(Saved data entries)
▬▬▬

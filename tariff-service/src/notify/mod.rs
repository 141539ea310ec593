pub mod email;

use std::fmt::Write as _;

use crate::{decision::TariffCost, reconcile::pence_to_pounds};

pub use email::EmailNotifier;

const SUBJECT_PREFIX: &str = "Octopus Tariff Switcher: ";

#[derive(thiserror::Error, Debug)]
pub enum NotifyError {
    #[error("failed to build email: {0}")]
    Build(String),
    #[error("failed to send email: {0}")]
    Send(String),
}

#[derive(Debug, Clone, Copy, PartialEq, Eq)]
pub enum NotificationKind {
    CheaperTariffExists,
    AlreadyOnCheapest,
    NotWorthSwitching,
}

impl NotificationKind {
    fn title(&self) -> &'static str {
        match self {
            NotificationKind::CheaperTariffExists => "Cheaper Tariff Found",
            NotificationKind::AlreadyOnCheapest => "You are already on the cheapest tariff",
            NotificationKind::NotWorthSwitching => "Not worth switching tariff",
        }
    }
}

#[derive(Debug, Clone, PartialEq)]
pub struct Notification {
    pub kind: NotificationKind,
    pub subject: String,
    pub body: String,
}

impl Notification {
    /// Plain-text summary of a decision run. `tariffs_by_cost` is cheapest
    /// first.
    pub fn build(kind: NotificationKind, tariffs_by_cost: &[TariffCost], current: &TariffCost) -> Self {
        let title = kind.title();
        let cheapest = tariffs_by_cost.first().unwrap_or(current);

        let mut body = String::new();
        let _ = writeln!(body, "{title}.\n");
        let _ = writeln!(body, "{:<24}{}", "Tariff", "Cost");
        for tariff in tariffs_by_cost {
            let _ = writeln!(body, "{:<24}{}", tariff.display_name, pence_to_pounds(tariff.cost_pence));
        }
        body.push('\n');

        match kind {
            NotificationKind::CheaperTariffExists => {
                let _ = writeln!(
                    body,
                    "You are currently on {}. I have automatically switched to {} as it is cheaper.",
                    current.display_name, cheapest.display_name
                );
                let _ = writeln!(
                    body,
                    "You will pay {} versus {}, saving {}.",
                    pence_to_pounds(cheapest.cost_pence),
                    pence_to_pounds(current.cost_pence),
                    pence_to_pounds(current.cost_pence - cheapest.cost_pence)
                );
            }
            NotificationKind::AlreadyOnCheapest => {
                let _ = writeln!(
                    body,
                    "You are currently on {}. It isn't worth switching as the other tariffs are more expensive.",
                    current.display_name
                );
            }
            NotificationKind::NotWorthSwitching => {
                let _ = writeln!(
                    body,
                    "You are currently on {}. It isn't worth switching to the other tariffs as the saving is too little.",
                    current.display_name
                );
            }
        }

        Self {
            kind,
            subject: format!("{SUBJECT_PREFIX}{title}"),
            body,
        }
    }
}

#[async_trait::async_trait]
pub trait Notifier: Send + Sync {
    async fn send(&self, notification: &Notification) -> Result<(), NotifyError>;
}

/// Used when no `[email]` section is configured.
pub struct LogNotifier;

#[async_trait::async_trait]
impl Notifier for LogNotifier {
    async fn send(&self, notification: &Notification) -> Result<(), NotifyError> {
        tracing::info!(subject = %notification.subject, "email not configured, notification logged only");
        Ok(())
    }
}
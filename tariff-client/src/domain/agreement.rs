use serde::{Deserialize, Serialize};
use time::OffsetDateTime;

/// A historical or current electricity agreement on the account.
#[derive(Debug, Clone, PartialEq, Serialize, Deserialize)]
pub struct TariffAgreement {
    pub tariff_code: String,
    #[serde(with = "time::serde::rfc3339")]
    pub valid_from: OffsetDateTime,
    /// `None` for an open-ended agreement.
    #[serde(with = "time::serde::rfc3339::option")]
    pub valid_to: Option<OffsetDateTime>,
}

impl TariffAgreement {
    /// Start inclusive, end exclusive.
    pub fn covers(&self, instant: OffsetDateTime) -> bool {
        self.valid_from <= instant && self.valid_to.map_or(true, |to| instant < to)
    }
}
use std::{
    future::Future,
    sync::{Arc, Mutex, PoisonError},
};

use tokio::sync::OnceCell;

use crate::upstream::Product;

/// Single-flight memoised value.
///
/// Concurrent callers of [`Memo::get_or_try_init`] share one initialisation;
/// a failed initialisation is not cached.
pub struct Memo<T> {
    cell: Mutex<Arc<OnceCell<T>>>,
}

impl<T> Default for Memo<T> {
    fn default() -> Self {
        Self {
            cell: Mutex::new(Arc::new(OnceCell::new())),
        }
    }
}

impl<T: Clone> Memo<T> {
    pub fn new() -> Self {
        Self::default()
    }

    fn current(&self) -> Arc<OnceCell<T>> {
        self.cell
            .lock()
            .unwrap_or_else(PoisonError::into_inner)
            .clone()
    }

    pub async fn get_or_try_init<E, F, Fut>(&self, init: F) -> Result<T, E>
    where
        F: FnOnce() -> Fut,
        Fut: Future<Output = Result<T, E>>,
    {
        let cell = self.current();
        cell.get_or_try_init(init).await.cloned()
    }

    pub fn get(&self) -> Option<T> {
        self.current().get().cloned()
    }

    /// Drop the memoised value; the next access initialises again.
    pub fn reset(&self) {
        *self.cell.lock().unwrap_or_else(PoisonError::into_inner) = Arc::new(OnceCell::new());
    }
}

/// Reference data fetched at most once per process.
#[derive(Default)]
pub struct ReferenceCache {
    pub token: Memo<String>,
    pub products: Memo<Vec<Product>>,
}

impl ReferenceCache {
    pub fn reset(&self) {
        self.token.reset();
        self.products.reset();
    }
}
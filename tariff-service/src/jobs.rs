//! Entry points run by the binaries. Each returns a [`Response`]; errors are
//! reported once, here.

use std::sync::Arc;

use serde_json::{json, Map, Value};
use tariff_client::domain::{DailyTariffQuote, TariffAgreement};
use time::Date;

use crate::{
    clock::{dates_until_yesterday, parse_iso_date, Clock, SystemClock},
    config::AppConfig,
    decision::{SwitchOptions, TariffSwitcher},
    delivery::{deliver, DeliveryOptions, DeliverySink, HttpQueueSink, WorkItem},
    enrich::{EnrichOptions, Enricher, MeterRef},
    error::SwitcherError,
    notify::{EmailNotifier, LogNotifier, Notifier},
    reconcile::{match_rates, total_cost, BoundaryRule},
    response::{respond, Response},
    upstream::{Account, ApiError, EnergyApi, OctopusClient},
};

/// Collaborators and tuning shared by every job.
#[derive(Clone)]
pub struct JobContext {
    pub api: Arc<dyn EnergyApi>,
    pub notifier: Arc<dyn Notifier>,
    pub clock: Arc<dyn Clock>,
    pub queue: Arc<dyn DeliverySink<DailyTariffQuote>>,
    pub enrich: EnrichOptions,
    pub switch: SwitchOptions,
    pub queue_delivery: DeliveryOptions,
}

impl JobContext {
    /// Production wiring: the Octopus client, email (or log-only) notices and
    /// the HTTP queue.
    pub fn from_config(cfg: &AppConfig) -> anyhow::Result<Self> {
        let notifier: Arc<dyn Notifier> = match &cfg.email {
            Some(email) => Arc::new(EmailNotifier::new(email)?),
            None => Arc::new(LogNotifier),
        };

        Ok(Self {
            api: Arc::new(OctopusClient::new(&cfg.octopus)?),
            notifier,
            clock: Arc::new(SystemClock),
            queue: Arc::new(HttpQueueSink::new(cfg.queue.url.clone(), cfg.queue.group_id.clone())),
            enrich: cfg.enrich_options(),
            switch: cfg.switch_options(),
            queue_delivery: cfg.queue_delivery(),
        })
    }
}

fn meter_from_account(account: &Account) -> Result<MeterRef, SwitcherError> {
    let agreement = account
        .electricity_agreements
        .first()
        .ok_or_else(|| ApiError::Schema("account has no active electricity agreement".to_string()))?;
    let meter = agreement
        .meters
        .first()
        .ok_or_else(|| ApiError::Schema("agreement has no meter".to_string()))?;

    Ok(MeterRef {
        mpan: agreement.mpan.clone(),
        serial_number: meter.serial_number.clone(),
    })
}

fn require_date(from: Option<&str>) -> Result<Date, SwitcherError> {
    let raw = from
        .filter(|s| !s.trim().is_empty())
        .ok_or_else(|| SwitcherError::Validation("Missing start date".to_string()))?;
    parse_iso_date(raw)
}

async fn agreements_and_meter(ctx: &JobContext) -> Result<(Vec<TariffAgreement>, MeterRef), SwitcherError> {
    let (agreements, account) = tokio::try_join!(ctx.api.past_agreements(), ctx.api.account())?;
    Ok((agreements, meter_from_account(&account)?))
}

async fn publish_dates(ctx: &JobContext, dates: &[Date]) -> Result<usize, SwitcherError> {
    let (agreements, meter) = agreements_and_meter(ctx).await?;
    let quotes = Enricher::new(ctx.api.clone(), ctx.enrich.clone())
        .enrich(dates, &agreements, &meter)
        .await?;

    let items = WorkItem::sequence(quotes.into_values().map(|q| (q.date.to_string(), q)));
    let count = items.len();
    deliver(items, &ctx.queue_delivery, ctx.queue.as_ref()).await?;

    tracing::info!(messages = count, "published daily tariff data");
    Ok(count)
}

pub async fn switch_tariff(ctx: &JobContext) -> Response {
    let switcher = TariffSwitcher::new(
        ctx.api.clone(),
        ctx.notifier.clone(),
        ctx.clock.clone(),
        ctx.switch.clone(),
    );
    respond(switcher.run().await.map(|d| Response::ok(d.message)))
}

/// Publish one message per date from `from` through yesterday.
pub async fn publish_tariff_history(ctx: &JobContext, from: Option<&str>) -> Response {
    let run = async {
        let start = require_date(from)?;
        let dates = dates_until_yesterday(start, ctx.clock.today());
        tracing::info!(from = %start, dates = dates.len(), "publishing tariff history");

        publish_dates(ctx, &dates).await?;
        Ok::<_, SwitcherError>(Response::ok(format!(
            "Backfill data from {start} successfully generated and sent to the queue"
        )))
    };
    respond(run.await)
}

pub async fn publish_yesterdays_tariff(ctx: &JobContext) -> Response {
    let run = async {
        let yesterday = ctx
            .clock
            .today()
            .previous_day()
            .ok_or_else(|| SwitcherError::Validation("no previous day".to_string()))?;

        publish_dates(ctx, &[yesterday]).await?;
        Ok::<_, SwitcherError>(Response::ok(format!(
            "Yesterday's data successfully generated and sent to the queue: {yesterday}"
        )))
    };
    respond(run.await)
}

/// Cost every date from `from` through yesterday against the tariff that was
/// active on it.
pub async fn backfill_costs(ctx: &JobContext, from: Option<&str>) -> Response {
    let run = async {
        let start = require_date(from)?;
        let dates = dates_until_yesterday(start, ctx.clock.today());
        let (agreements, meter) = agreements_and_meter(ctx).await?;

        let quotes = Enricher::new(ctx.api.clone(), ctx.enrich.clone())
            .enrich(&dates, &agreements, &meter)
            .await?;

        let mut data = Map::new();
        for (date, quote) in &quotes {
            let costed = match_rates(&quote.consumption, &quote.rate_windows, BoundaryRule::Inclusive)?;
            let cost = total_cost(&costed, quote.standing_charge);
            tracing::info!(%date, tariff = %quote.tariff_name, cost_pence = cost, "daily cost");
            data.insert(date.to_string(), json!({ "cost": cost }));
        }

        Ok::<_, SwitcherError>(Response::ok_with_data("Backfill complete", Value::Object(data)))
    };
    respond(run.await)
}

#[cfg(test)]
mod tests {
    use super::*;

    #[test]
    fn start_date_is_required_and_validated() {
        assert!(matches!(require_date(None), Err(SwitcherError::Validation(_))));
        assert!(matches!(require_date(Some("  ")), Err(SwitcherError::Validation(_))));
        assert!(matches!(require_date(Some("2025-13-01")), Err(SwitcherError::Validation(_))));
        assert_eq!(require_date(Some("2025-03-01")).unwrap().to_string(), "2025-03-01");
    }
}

▬▬▬

◆ Work instruction ◆
State how many lines of the records above hold the word "LogNotifier", adding nothing beyond the number.

◆ Response to the task ◆
4